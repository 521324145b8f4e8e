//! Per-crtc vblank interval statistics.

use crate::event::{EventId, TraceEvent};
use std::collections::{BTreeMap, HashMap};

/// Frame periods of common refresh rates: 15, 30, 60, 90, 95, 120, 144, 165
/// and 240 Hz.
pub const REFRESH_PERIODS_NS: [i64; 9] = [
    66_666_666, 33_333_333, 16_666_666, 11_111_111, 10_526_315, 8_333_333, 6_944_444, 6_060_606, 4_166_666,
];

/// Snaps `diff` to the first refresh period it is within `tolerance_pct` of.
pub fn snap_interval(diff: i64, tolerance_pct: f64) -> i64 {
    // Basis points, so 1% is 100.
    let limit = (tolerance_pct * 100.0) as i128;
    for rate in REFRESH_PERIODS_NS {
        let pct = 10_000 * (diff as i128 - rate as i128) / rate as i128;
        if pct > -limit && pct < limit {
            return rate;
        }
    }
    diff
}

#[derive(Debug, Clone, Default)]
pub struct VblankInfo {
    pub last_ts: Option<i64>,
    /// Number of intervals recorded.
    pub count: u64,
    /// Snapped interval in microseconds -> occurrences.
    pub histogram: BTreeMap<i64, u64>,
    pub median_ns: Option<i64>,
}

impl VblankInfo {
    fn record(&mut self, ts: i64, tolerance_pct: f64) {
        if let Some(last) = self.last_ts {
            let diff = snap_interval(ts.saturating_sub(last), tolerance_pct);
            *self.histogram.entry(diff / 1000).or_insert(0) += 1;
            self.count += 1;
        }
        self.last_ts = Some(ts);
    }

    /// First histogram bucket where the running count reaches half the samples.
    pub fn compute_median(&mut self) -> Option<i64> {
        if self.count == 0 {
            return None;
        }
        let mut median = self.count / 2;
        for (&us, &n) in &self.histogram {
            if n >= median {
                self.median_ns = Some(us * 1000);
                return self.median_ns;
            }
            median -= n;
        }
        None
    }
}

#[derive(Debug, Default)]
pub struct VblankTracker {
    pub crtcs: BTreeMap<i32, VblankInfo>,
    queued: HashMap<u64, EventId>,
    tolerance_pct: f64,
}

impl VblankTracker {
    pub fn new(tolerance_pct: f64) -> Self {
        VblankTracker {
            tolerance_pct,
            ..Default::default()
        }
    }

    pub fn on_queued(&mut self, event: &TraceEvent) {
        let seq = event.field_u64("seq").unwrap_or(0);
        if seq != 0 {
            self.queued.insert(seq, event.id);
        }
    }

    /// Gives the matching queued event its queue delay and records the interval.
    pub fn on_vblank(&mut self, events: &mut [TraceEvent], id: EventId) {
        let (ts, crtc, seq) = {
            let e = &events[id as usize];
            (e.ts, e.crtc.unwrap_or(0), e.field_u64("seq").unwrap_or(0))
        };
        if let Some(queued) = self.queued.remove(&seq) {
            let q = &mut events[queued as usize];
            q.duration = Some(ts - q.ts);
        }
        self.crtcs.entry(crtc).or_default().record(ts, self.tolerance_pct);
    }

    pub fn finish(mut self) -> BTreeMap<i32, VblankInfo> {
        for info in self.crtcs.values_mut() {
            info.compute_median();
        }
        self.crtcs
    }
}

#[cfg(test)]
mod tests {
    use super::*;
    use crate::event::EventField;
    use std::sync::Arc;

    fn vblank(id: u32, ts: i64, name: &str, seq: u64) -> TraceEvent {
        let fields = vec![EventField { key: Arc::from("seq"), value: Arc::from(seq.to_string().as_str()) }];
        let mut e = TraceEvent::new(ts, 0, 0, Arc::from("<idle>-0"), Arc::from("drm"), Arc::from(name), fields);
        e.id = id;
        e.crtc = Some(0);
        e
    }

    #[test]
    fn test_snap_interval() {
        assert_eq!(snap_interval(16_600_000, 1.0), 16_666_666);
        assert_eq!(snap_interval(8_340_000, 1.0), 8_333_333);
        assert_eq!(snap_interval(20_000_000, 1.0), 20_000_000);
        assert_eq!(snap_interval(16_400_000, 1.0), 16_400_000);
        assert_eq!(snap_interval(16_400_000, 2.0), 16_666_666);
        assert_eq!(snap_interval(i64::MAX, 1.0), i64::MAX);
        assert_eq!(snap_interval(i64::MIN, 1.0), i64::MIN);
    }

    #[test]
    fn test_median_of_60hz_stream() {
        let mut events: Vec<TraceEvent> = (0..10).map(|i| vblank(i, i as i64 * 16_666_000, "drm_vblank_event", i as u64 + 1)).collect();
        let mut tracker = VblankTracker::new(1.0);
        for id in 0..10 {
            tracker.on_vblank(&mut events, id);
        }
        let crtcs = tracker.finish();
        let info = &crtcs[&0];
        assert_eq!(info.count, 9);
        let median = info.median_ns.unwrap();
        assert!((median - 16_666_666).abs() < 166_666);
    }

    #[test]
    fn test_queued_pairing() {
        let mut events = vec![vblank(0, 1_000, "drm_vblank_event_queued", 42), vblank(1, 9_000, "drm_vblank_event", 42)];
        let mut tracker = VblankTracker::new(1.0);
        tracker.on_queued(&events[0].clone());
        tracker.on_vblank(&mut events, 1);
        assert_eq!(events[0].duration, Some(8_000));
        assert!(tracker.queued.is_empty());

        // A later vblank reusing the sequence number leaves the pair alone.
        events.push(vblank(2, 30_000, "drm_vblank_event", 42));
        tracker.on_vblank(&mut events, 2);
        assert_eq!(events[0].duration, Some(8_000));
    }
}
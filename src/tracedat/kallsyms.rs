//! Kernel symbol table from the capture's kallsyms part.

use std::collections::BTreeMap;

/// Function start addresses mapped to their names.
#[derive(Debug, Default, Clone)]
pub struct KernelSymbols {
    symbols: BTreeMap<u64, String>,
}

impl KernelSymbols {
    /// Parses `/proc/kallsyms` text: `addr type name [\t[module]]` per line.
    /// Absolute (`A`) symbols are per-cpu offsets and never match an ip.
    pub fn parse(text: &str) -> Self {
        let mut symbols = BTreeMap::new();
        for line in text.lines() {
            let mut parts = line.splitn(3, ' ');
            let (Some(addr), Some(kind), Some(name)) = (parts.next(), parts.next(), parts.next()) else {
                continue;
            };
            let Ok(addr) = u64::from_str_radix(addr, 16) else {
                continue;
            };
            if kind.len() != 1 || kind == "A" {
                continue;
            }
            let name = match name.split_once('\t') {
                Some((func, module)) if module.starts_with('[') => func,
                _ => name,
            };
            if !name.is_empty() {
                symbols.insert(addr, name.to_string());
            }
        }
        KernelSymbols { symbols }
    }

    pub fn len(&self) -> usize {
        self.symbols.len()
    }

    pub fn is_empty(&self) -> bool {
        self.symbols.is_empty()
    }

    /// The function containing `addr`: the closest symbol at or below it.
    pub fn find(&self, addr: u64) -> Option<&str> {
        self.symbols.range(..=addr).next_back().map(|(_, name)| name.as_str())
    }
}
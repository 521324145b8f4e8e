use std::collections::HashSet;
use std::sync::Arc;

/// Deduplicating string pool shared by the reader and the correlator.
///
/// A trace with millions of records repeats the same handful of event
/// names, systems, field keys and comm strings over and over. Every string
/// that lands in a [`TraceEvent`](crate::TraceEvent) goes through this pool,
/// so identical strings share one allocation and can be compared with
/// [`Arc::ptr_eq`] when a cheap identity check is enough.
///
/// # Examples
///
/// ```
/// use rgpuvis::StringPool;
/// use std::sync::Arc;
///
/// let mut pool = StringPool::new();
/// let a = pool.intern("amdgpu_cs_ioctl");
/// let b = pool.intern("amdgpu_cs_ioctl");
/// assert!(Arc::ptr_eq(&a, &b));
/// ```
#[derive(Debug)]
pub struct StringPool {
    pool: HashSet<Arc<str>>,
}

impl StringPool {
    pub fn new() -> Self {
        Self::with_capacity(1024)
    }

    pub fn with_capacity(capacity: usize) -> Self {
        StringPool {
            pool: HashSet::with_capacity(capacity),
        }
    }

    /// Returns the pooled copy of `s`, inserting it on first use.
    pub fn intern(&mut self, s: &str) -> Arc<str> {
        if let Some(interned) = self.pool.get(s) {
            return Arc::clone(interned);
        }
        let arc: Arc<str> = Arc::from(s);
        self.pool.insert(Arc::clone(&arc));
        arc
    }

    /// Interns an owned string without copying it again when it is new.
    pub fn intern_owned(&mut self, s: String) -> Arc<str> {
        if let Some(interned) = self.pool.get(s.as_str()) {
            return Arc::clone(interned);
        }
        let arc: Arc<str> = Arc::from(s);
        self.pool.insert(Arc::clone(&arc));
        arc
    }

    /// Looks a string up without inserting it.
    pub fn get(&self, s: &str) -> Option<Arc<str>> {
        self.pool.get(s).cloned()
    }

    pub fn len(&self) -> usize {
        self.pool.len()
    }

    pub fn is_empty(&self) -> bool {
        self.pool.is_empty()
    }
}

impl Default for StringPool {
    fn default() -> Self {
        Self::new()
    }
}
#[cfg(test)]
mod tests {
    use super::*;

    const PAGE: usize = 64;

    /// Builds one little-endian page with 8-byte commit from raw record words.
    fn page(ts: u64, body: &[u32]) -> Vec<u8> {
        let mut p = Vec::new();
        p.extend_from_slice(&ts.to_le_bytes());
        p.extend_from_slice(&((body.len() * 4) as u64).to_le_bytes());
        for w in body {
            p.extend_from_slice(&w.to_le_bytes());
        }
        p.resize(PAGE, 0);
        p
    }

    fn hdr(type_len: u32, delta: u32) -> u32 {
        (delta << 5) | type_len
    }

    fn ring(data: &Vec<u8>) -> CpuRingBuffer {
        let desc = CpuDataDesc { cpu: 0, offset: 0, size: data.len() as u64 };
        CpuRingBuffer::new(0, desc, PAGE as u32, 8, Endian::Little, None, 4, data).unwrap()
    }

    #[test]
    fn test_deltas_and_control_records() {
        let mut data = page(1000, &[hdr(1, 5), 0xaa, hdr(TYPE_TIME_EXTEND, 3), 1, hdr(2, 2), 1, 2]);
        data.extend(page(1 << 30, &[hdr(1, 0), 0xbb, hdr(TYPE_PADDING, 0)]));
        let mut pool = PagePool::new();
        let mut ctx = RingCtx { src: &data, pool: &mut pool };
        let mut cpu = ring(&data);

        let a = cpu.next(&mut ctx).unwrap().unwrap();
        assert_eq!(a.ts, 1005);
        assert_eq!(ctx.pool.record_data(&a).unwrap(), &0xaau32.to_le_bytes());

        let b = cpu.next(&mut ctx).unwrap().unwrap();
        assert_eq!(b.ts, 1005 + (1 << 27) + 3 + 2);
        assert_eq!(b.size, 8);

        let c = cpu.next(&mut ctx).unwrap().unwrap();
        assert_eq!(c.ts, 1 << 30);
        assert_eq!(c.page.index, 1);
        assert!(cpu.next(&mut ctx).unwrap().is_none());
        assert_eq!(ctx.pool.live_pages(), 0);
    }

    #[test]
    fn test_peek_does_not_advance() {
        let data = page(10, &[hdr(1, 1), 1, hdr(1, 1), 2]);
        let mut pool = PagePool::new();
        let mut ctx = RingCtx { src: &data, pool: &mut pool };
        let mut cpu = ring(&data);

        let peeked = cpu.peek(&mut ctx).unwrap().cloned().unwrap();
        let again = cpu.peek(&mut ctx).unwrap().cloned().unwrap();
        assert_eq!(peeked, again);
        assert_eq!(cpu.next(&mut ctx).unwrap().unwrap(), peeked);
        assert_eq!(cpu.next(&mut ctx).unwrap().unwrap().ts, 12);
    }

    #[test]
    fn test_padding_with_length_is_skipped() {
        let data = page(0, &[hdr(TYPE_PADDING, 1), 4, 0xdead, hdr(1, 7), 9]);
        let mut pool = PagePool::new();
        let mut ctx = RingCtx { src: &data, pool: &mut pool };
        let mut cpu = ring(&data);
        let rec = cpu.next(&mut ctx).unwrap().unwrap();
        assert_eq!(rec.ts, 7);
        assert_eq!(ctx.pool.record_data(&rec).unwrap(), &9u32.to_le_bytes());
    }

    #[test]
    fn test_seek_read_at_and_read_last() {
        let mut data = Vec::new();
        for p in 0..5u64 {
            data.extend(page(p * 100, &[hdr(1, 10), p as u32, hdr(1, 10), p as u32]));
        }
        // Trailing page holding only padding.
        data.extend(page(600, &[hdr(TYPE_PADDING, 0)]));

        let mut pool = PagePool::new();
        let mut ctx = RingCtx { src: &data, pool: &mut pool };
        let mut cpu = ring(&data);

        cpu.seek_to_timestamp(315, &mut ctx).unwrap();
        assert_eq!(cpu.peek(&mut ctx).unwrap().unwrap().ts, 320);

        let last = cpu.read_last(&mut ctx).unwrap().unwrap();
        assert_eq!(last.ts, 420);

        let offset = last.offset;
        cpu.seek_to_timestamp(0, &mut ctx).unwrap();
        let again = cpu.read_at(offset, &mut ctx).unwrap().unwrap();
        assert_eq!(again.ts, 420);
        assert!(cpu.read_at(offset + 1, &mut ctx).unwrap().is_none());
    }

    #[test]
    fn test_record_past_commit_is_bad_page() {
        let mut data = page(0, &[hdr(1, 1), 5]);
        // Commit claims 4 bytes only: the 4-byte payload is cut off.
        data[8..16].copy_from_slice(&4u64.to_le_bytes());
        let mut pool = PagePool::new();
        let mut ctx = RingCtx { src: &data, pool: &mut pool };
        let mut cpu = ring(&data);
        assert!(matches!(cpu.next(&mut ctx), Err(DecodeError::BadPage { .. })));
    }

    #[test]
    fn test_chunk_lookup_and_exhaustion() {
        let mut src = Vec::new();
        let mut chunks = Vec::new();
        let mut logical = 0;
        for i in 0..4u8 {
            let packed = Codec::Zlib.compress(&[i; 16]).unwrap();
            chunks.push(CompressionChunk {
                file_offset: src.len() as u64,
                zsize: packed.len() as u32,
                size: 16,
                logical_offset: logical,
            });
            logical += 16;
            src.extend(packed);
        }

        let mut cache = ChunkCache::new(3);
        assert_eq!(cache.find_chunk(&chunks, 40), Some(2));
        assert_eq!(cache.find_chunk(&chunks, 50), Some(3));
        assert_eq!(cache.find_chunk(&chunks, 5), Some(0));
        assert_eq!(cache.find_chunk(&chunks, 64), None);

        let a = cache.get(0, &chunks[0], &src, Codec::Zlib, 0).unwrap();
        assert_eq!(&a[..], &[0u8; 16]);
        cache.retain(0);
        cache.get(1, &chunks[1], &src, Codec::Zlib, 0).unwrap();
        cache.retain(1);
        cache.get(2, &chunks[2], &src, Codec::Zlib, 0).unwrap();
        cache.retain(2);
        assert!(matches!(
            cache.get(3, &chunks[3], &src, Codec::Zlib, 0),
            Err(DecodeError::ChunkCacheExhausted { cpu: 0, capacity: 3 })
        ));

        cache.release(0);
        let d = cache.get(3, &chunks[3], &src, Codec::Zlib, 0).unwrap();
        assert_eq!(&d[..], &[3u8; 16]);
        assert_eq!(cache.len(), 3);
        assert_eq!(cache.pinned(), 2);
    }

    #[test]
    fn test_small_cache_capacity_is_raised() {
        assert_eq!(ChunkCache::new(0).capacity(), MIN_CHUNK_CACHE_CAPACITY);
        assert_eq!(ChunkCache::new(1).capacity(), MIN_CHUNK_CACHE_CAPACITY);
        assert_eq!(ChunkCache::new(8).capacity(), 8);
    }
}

● **Directions**
Using only the entries above, output the line with "assert_eq!(cache.find_chunk(&chunks, 50), Some(3));", the line with "cache.get(1, &chunks[1], &src, Codec::Zlib, 0).unwrap();", and all lines between them, exactly as they stand.

● **Task answer**
        assert_eq!(cache.find_chunk(&chunks, 50), Some(3));
        assert_eq!(cache.find_chunk(&chunks, 5), Some(0));
        assert_eq!(cache.find_chunk(&chunks, 64), None);

        let a = cache.get(0, &chunks[0], &src, Codec::Zlib, 0).unwrap();
        assert_eq!(&a[..], &[0u8; 16]);
        cache.retain(0);
        cache.get(1, &chunks[1], &src, Codec::Zlib, 0).unwrap();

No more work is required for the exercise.